GoogleCodeExporter commented 9 years ago
I think fixing up savestate.registersave() and savestate.registerload() to 
support
adding script-specific data to savestates (possibly useful for warbots and 
such),
would be a good part of lua for you to focus on for right now. Since that one 
seems
way beyond my capabilities.

Original comment by Upth...@gmail.com on 10 Nov 2008 at 2:54

GoogleCodeExporter commented 9 years ago
I'm working on an EmuLua reference page where I try to list all the emulator 
specific functions. I'm trying to keep up with all emulators that have Lua, 
which is 
not so hard for the moment. I will try to add emulator specifics as I get them.

The page can be found at http://cbc.qfox.nl/emulua

Original comment by qFo...@gmail.com on 10 Nov 2008 at 3:26

GoogleCodeExporter commented 9 years ago
[deleted comment]
GoogleCodeExporter commented 9 years ago
Thanks! I've changed those descriptions.

I actually like the nil value input method!

As I've said on IRC, I think it'd be best if the button names are like the 
others, 
meaning all lowercase unless it's a single character (ABCXYZ) which get upper 
case. 
Because that's how the other emulators have it and it will be annoying 
otherwise.

As for the color, doesn't alpha blending allow for this with alpha set to 0? 
Can't 
you create an alias for this like the string "transparent" ?

I don't know how many games use more than 4 inputs so that's not a call I can 
make.

What does input.get exactly return? Can you supply the fingerprint?

Original comment by qFo...@gmail.com on 10 Nov 2008 at 7:46

GoogleCodeExporter commented 9 years ago
input.get() returns a table that has at least two values set, "xmouse" and 
"ymouse"
being integer X and Y coordinates of the mouse on the game screen (so if you 
pass
table.xmouse, table.ymouse into a GUI drawing function it should draw something 
over
the game exactly where the mouse is pointing). Additionally, the table contains 
zero
or more of the following, set to true if the key is pressed/active or nil if 
the key
is not pressed:
leftclick, rightclick, middleclick, capslock, numlock, scrolllock,
0,1,2,3,4,5,6,7,8,9, A,B,C,D,E,F,G,H,I,J,K,L,M,N,O,P,Q,R,S,T,U,V,W,X,Y,Z, 
backspace,
tab, enter, shift, control, alt, pause, escape, space, pageup, pagedown, end, 
home,
left, up, right, down, insert, delete,
numpad0,numpad1,numpad2,numpad3,numpad4,numpad5,numpad6,numpad7,numpad8,numpad9,
numpad*,numpad+, numpad-,numpad.,numpad/, 
F1,F2,F3,F4,F5,F6,F7,F8,F9,F10,F11,F12,
F13,F14,F15,F16,F17,F18,F19,F20,F21,F22,F23,F24, semicolon, plus, minus, comma,
period, slash, backslash, tilde, quote, leftbracket, rightbracket

There should probably be more worry-free ways of getting non-joypad user input 
(maybe
a set of 10 or so hotkeys that put some specific values into input.get()) but I 
think
having the ability to check the actual keyboard keys will still be useful.

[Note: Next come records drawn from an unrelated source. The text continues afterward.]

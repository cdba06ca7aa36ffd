//! Shared `axum` state: the registry facade, telemetry handle, and the
//! embedded `OpenAPI` document served at `/docs/openapi.json`.

use std::sync::Arc;

use nrf_core::Registry;
use nrf_telemetry::Metrics;
use serde_json::Value;

/// State threaded through every handler via `axum::extract::State`.
pub struct ApiState {
    /// Registry/discovery/subscriptions/token-issuance facade.
    pub registry: Arc<Registry>,
    /// Prometheus-backed metrics handle.
    pub telemetry: Metrics,
    /// Embedded `OpenAPI` document, cloned per request by `/docs/openapi.json`.
    pub openapi_document: Arc<Value>,
}

impl ApiState {
    /// Construct state over an already-assembled [`Registry`].
    #[must_use]
    pub fn new(registry: Arc<Registry>, telemetry: Metrics, openapi_document: Arc<Value>) -> Self {
        Self {
            registry,
            telemetry,
            openapi_document,
        }
    }
}

#[cfg(test)]
mod tests {
    use super::*;
    use nrf_core::{LocationAuthority, NotifierConfig, NullMetricsSink};
    use std::time::Duration;

    #[test]
    fn state_exposes_its_collaborators() {
        let registry = Arc::new(Registry::in_memory(
            LocationAuthority {
                scheme: "https".into(),
                register_ip: "127.0.0.1".into(),
                port: 29510,
            },
            Vec::new(),
            true,
            Duration::from_secs(5),
            Some(b"test-secret"),
            "nrf-test",
            NotifierConfig::default(),
            Arc::new(NullMetricsSink),
        ));
        let telemetry = Metrics::new().expect("metrics construct");
        let document = Arc::new(serde_json::json!({"openapi": "3.0.3"}));
        let state = ApiState::new(registry, telemetry, Arc::clone(&document));

        assert_eq!(*state.openapi_document, *document);
        assert_eq!(Arc::strong_count(&document), 2);
    }
}
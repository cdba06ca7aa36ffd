#![forbid(unsafe_code)]
#![deny(
    warnings,
    dead_code,
    unused,
    unused_imports,
    unused_must_use,
    unreachable_pub,
    clippy::all,
    clippy::pedantic,
    clippy::nursery,
    rustdoc::broken_intra_doc_links,
    rustdoc::bare_urls,
    missing_docs
)]

//! NRF application bootstrap wiring.
//!
//! Layout: `bootstrap.rs` (service wiring), `orchestrator.rs` (registry
//! maintenance tasks), `error.rs` (application-level error type).

/// Application bootstrap and environment loading.
mod bootstrap;
/// Application-level error type.
mod error;
/// Periodic registry maintenance tasks.
mod orchestrator;

pub use bootstrap::run_app;
pub use error::{AppError, AppResult};
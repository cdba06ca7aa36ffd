//! NF instance registration/update/deregistration/fetch/list handlers
//! (`/nnrf-nfm/v1/nf-instances[/...]`).

use std::sync::Arc;

use axum::extract::{Path, Query, State};
use axum::http::{StatusCode, header::LOCATION};
use axum::response::{IntoResponse, Response};
use axum::{Json, extract::rejection::JsonRejection};
use nrf_api_models::{NfProfile, UriList};
use serde::Deserialize;
use uuid::Uuid;

use crate::app::state::ApiState;
use crate::http::errors::ApiError;

pub(crate) async fn register(
    State(state): State<Arc<ApiState>>,
    Path(nf_instance_id): Path<Uuid>,
    body: Result<Json<NfProfile>, JsonRejection>,
) -> Result<Response, ApiError> {
    let Json(mut profile) = body.map_err(|err| ApiError::bad_request(err.to_string()))?;
    profile.nf_instance_id = nf_instance_id;

    let outcome = state.registry.manager.register(profile).await?;
    let status = if outcome.existed {
        StatusCode::OK
    } else {
        StatusCode::CREATED
    };
    Ok((
        status,
        [(LOCATION, outcome.location)],
        Json(outcome.profile),
    )
        .into_response())
}

pub(crate) async fn update(
    State(state): State<Arc<ApiState>>,
    Path(nf_instance_id): Path<Uuid>,
    Json(patch): Json<serde_json::Value>,
) -> Result<Response, ApiError> {
    match state.registry.manager.update(nf_instance_id, patch).await? {
        Some(profile) => Ok((StatusCode::OK, Json(profile)).into_response()),
        None => Ok(StatusCode::NO_CONTENT.into_response()),
    }
}

pub(crate) async fn deregister(
    State(state): State<Arc<ApiState>>,
    Path(nf_instance_id): Path<Uuid>,
) -> StatusCode {
    state.registry.manager.deregister(nf_instance_id).await;
    StatusCode::NO_CONTENT
}

pub(crate) async fn get_one(
    State(state): State<Arc<ApiState>>,
    Path(nf_instance_id): Path<Uuid>,
) -> Result<Json<NfProfile>, ApiError> {
    state
        .registry
        .manager
        .get_one(nf_instance_id)
        .await
        .map(Json)
        .ok_or_else(|| ApiError::not_found(format!("nf_instance not found: {nf_instance_id}")))
}

#[derive(Debug, Deserialize)]
pub(crate) struct ListParams {
    #[serde(rename = "nf-type")]
    nf_type: String,
    limit: Option<u32>,
}

pub(crate) async fn list(
    State(state): State<Arc<ApiState>>,
    Query(params): Query<ListParams>,
) -> Result<Json<UriList>, ApiError> {
    let list = state
        .registry
        .manager
        .get_many(&params.nf_type, params.limit)
        .await?;
    Ok(Json(list))
}
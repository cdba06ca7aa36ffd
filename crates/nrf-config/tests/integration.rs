use httpmock::MockServer;
use httpmock::prelude::*;
use nrf_config::{ConfigError, check_version, fetch_default_plmn_list, load};

fn sample_yaml(webui_uri: &str) -> String {
    format!(
        r#"
info:
  version: "1.0.0"
  description: integration test
configuration:
  sbi:
    scheme: http
    registerIP: 127.0.0.1
    bindingIP: 0.0.0.0
    port: 29510
  nfProfileExpiryEnable: true
  nfKeepAliveTime: 10
  defaultPlmnId:
    mcc: "208"
    mnc: "93"
  webuiUri: "{webui_uri}"
  serviceNameList:
    - nnrf-nfm
    - nnrf-disc
logger:
  NRF:
    debugLevel: info
"#
    )
}

#[tokio::test]
async fn load_then_fetch_default_plmn_list_against_a_live_source() -> anyhow::Result<()> {
    let server = MockServer::start_async().await;
    let mock = server
        .mock_async(|when, then| {
            when.method(GET).path("/nrf/plmn");
            then.status(200)
                .header("content-type", "application/json")
                .json_body(serde_json::json!({
                    "plmnList": [{"mcc": "001", "mnc": "01"}]
                }));
        })
        .await;

    let mut file = tempfile::NamedTempFile::new()?;
    std::io::Write::write_all(&mut file, sample_yaml(&server.base_url()).as_bytes())?;

    let config = load(file.path())?;
    check_version(&config)?;
    assert_eq!(
        config.configuration.webui_uri.as_deref(),
        Some(server.base_url().as_str())
    );

    let client = reqwest::Client::new();
    let plmn_list = fetch_default_plmn_list(
        &client,
        config.configuration.webui_uri.as_deref().expect("webuiUri"),
    )
    .await?;
    assert_eq!(plmn_list.len(), 1);
    assert_eq!(plmn_list[0].mcc, "001");
    assert_eq!(plmn_list[0].mnc, "01");

    mock.assert_async().await;
    Ok(())
}

#[tokio::test]
async fn fetch_default_plmn_list_surfaces_upstream_failures() {
    let server = MockServer::start_async().await;
    server
        .mock_async(|when, then| {
            when.method(GET).path("/nrf/plmn");
            then.status(503);
        })
        .await;

    let client = reqwest::Client::new();
    let result = fetch_default_plmn_list(&client, &server.base_url()).await;
    assert!(result.is_err());
}

#[test]
fn rejects_a_configuration_document_with_the_wrong_version() -> anyhow::Result<()> {
    let mut file = tempfile::NamedTempFile::new()?;
    let yaml = sample_yaml("http://webui:5001").replace("version: \"1.0.0\"", "version: \"0.9.0\"");
    std::io::Write::write_all(&mut file, yaml.as_bytes())?;

    let config = load(file.path())?;
    let err = check_version(&config).unwrap_err();
    assert!(matches!(err, ConfigError::VersionMismatch { .. }));
    Ok(())
}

Original comment by nitsuja-@hotmail.com on 11 Nov 2008 at 12:22

GoogleCodeExporter commented 9 years ago
I added movie.stop() and movie.mode(), and gave in and added movie.framecount() 
(it
just does the same thing as gens.framecount()).

Original comment by nitsuja-@hotmail.com on 11 Nov 2008 at 12:54

GoogleCodeExporter commented 9 years ago
Cool. I've updated the ref. to reflect this.
I like getting the input, especially for the mouse.

The thing I've been thinking about though is what joypad.read (and input.read) 
should return. Should it return the values as they were at the start of a 
frame? Or 
at the moment of polling?

Original comment by qFo...@gmail.com on 11 Nov 2008 at 1:53

GoogleCodeExporter commented 9 years ago
joypad.read() gives you the emulated system's view of the input, which at least 
for
our purposes gets updated once at the beginning of each frame. input.read() 
gives you
the user's computer's view of the input, which should be practically 
asynchronous
(whatever buttons you had held down when the function got called, that's what it
returns).

This makes me think it would be useful to have another function: joypad.peek(). 
It
would basically be an asynchronous version of joypad.read() that only checks 
what the
user is currently pressing, not what's in the movie or what the game received or
anything. That way a script could look at which joypad buttons get pressed 
in-between
frames.

It could also be nice to have a version that takes a movie frame number and 
returns
what the joypad input was on that particular frame.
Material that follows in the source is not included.